La violence télévisuelle a des conséquences psychologiques sur les enfants

Il existe peu d'études relatives à l'impact des images de guerre sur les enfants. En revanche, notamment en Amérique du Nord, les recherches psychologiques sur l'impact de la violence à la télévision sont nombreuses. En France, le rapport B Kriegel du CSA (Commission Supérieure de l'Audiovisuelle) « Violence et télévision »*, remis au Gouvernement en novembre 2002, a conclu qu'il existait « un effet net de l'impact de la diffusion de spectacles violents sur le comportement des plus jeunes et/ou un ensemble de présomptions convergentes tendant à établir cet effet ».

Des réactions de crainte, d'anxiété, de détresse

Le rapport Kriegel précise que « les effets émotionnels à court terme de l'exposition à la violence télévisuelle sont des réactions de crainte, d'anxiété et de détresse ». En effet, les images violentes sont perçues par les enfants dans un registre purement affectif, puisqu'ils ne sont pas en mesure d'y trouver des explications et de « rationaliser » les images qu'ils reçoivent. C'est la raison pour laquelle, il peut être conseillé aux parents, non pas de leur dissimuler les images, mais de les regarder avec eux et de leur donner toutes les explications qu'ils peuvent comprendre. L'enfant n'est pas toujours capable d'exprimer verbalement son anxiété ; celle-ci peut se traduire par une agitation, un mauvais sommeil, un « pipi au lit » alors qu'il est habituellement propre, etc. Autant de signaux qui doivent attirer l'attention !

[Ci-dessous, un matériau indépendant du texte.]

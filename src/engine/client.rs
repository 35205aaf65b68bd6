use {
    super::{
        lifecycle::{ForecastLifecycle, LifecycleState, ResolveOutcome},
        messages::{Resolution, SubmissionToken},
    },
    crate::{config::DF, data::ForecastService, domain::ForecastRequest},
    eframe::egui::Context,
    std::{
        sync::{
            Arc,
            mpsc::{Receiver, Sender, channel},
        },
        time::Instant,
    },
    tokio::runtime::Handle,
};

/// Counts from one [`ForecastClient::poll`] call.
#[derive(Debug, Clone, Copy, Default, PartialEq, Eq)]
pub struct PollSummary {
    pub applied: usize,
    pub stale: usize,
}

/// Sends submissions to the forecasting service on a tokio runtime and feeds
/// their resolutions back to the lifecycle on the UI thread.
pub struct ForecastClient {
    service: Arc<dyn ForecastService>,
    runtime: Handle,

    // Background tasks write to this, UI reads in poll()
    result_tx: Sender<Resolution>,
    result_rx: Receiver<Resolution>,

    /// Woken when a resolution lands so the frame loop picks it up promptly.
    repaint: Option<Context>,
}

impl ForecastClient {
    pub fn new(service: Arc<dyn ForecastService>, runtime: Handle) -> Self {
        let (result_tx, result_rx) = channel();
        Self {
            service,
            runtime,
            result_tx,
            result_rx,
            repaint: None,
        }
    }

    pub fn with_repaint(mut self, ctx: Context) -> Self {
        self.repaint = Some(ctx);
        self
    }

    /// Put the lifecycle into `Loading` and dispatch the request.
    ///
    /// Any earlier submission still in flight keeps running, but its result
    /// will be discarded by the lifecycle when it arrives.
    pub fn submit(
        &self,
        request: ForecastRequest,
        lifecycle: &mut ForecastLifecycle,
    ) -> SubmissionToken {
        let token = lifecycle.begin();
        if DF.log_submissions {
            log::info!("Submitting forecast {}: {}", token, request);
        }

        let service = Arc::clone(&self.service);
        let tx = self.result_tx.clone();
        let repaint = self.repaint.clone();

        self.runtime.spawn(async move {
            let start = Instant::now();
            let result = service.predict(&request).await;
            let resolution = Resolution {
                token,
                duration_ms: start.elapsed().as_millis(),
                result,
            };
            if tx.send(resolution).is_err() {
                log::warn!("Forecast {} finished after the client was dropped", token);
            }
            if let Some(ctx) = repaint {
                ctx.request_repaint();
            }
        });

        token
    }

    /// Drain finished submissions into the lifecycle. Call once per frame.
    pub fn poll(&self, lifecycle: &mut ForecastLifecycle) -> PollSummary {
        let mut summary = PollSummary::default();
        while let Ok(resolution) = self.result_rx.try_recv() {
            let token = resolution.token;
            let duration_ms = resolution.duration_ms;
            match lifecycle.resolve(token, resolution.result) {
                ResolveOutcome::Applied => {
                    summary.applied += 1;
                    if DF.log_submissions {
                        log::info!(
                            "Forecast {} resolved in {}ms: {}",
                            token,
                            duration_ms,
                            describe(lifecycle.state())
                        );
                    }
                }
                ResolveOutcome::Stale => summary.stale += 1,
            }
        }
        summary
    }
}

/// Run one submission to completion without a UI. Used by the headless binary.
pub async fn run_to_completion<'a>(
    service: &dyn ForecastService,
    request: ForecastRequest,
    lifecycle: &'a mut ForecastLifecycle,
) -> &'a LifecycleState {
    let token = lifecycle.begin();
    let result = service.predict(&request).await;
    lifecycle.resolve(token, result);
    lifecycle.state()
}

fn describe(state: &LifecycleState) -> String {
    match state {
        LifecycleState::Idle => "idle".to_string(),
        LifecycleState::Loading => "loading".to_string(),
        LifecycleState::Success(outcome) => format!("{} day(s)", outcome.series.len()),
        LifecycleState::Error(msg) => format!("error: {}", msg),
    }
}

Un risque d'insensibilité à la violence réelle

Les enfants exposés à la violence télévisée peuvent aussi devenir insensibles à l'égard de la violence réelle. Ils mettent alors en place un système de protection psychologique tellement efficace, que progressivement, ils s'anesthésient et ne perçoivent plus la violence des images.Le danger n'est pas immédiat, mais à plus long terme, cette attitude risque de leur faire mal évaluer la violence des autres et leur propre agressivité. L'autre risque est que les enfants grandissent en ayant la représentation que le monde qui les entoure n'est que « méchant » et que seule la force physique permet de régler les conflits.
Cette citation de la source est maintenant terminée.